At Swiggy, a backend engineer designing the order service separates cart rules from MySQL transaction code. At Zerodha, a fintech platform engineer uses Unit of Work around ledger writes and reconciliation records. At Shopify, a staff engineer on inventory systems prefers Data Mapper for rich domain rules across warehouses. At Stripe, a payments engineer keeps raw SQL for high-risk settlement reports and uses repositories for payment objects. At PhonePe, a senior backend engineer tunes connection pool usage because peak traffic punishes idle transactions.

Pause and recall¶

When does a Repository communicate better than a DAO? Why can Active Record become messy in a rule-heavy domain? What problem does Unit of Work solve during multi-table writes? Why might raw SQL beat an ORM for a ranking report?

Interview Q&A¶

Why Repository not DAO?¶

Repository speaks in aggregates and domain intent, while DAO usually mirrors tables more directly. Common wrong answer to avoid: Repository is just a fancy DAO with better naming.

Why Unit of Work not separate save calls?¶

Unit of Work gives one transaction boundary, one connection story, and one rollback point. Common wrong answer to avoid: Multiple saves are fine if each repository method is small.

Why Data Mapper not Active Record?¶

Data Mapper protects a rich domain model from persistence concerns and test friction. Common wrong answer to avoid: Active Record is always simpler, so it is always better.

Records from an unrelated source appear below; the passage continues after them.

use anyhow::{Context, Result};
use pkg_constants::cluster::DEFAULT_NAMESPACE;
use pkg_constants::paths::DEFAULT_CONFIG_FILE;
use pkg_types::config::{KutexConfigFile, load_config_file};
use pkg_types::validate::validate_namespace;
use std::path::PathBuf;

/// Effective settings for one invocation.
#[derive(Debug, Clone, PartialEq, Eq)]
pub struct Settings {
    pub namespace: String,
    pub kubeconfig: Option<String>,
    pub context: Option<String>,
}

/// Values given on the command line; `None` means "not given".
#[derive(Debug, Default)]
pub struct Overrides {
    pub namespace: Option<String>,
    pub kubeconfig: Option<String>,
    pub context: Option<String>,
}

impl Settings {
    /// Merge: CLI args > config file > defaults
    pub fn resolve(cli: Overrides, file: KutexConfigFile) -> Result<Self> {
        let namespace = cli
            .namespace
            .or(file.namespace)
            .unwrap_or_else(|| DEFAULT_NAMESPACE.to_string());
        validate_namespace(&namespace).context("invalid namespace")?;

        Ok(Self {
            namespace,
            kubeconfig: cli.kubeconfig.or(file.kubeconfig),
            context: cli.context.or(file.context),
        })
    }

    /// Load the config file (explicit path, else `~/.kutex/config.yaml`) and merge.
    pub fn load(cli: Overrides, config_path: Option<&str>) -> Result<Self> {
        let path = config_path
            .map(PathBuf::from)
            .or_else(|| dirs::home_dir().map(|home| home.join(DEFAULT_CONFIG_FILE)));

        let file: KutexConfigFile = match path {
            Some(p) => {
                let p = p.to_string_lossy().into_owned();
                load_config_file(&p).with_context(|| format!("cannot load config file {}", p))?
            }
            None => KutexConfigFile::default(),
        };
        Self::resolve(cli, file)
    }
}

#[cfg(test)]
mod tests {
    use super::*;

    #[test]
    fn test_defaults() {
        let s = Settings::resolve(Overrides::default(), KutexConfigFile::default()).unwrap();
        assert_eq!(s.namespace, "default");
        assert!(s.kubeconfig.is_none());
        assert!(s.context.is_none());
    }

    #[test]
    fn test_cli_beats_config_file() {
        let file = KutexConfigFile {
            namespace: Some("payments".to_string()),
            kubeconfig: Some("/etc/kutex/kubeconfig".to_string()),
            context: Some("prod".to_string()),
        };
        let cli = Overrides {
            namespace: Some("staging".to_string()),
            kubeconfig: None,
            context: Some("staging-admin".to_string()),
        };

        let s = Settings::resolve(cli, file).unwrap();
        assert_eq!(s.namespace, "staging");
        assert_eq!(s.kubeconfig.as_deref(), Some("/etc/kutex/kubeconfig"));
        assert_eq!(s.context.as_deref(), Some("staging-admin"));
    }

    #[test]
    fn test_invalid_namespace_rejected() {
        let cli = Overrides {
            namespace: Some("Not_A_Namespace".to_string()),
            ..Default::default()
        };
        assert!(Settings::resolve(cli, KutexConfigFile::default()).is_err());
    }

    #[test]
    fn test_missing_explicit_config_file_uses_defaults() {
        let s = Settings::load(Overrides::default(), Some("/nonexistent/kutex.yaml")).unwrap();
        assert_eq!(s.namespace, "default");
    }
}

Why query builder not raw SQL everywhere?¶

Query builders help with safe dynamic filtering, but raw SQL stays clearer for very complex queries. Common wrong answer to avoid: Never write SQL by hand because ORMs already optimize everything.

Apply now (5 min)¶

Take a checkout use case with Order, Inventory, and Payment tables. Write one paragraph saying what belongs in the service, repository, and Unit of Work. Then list one query you would keep in an ORM and one you would write as raw SQL. Sketch from memory: draw the request flow from service to repository to mapper to database, and mark where the transaction begins and ends.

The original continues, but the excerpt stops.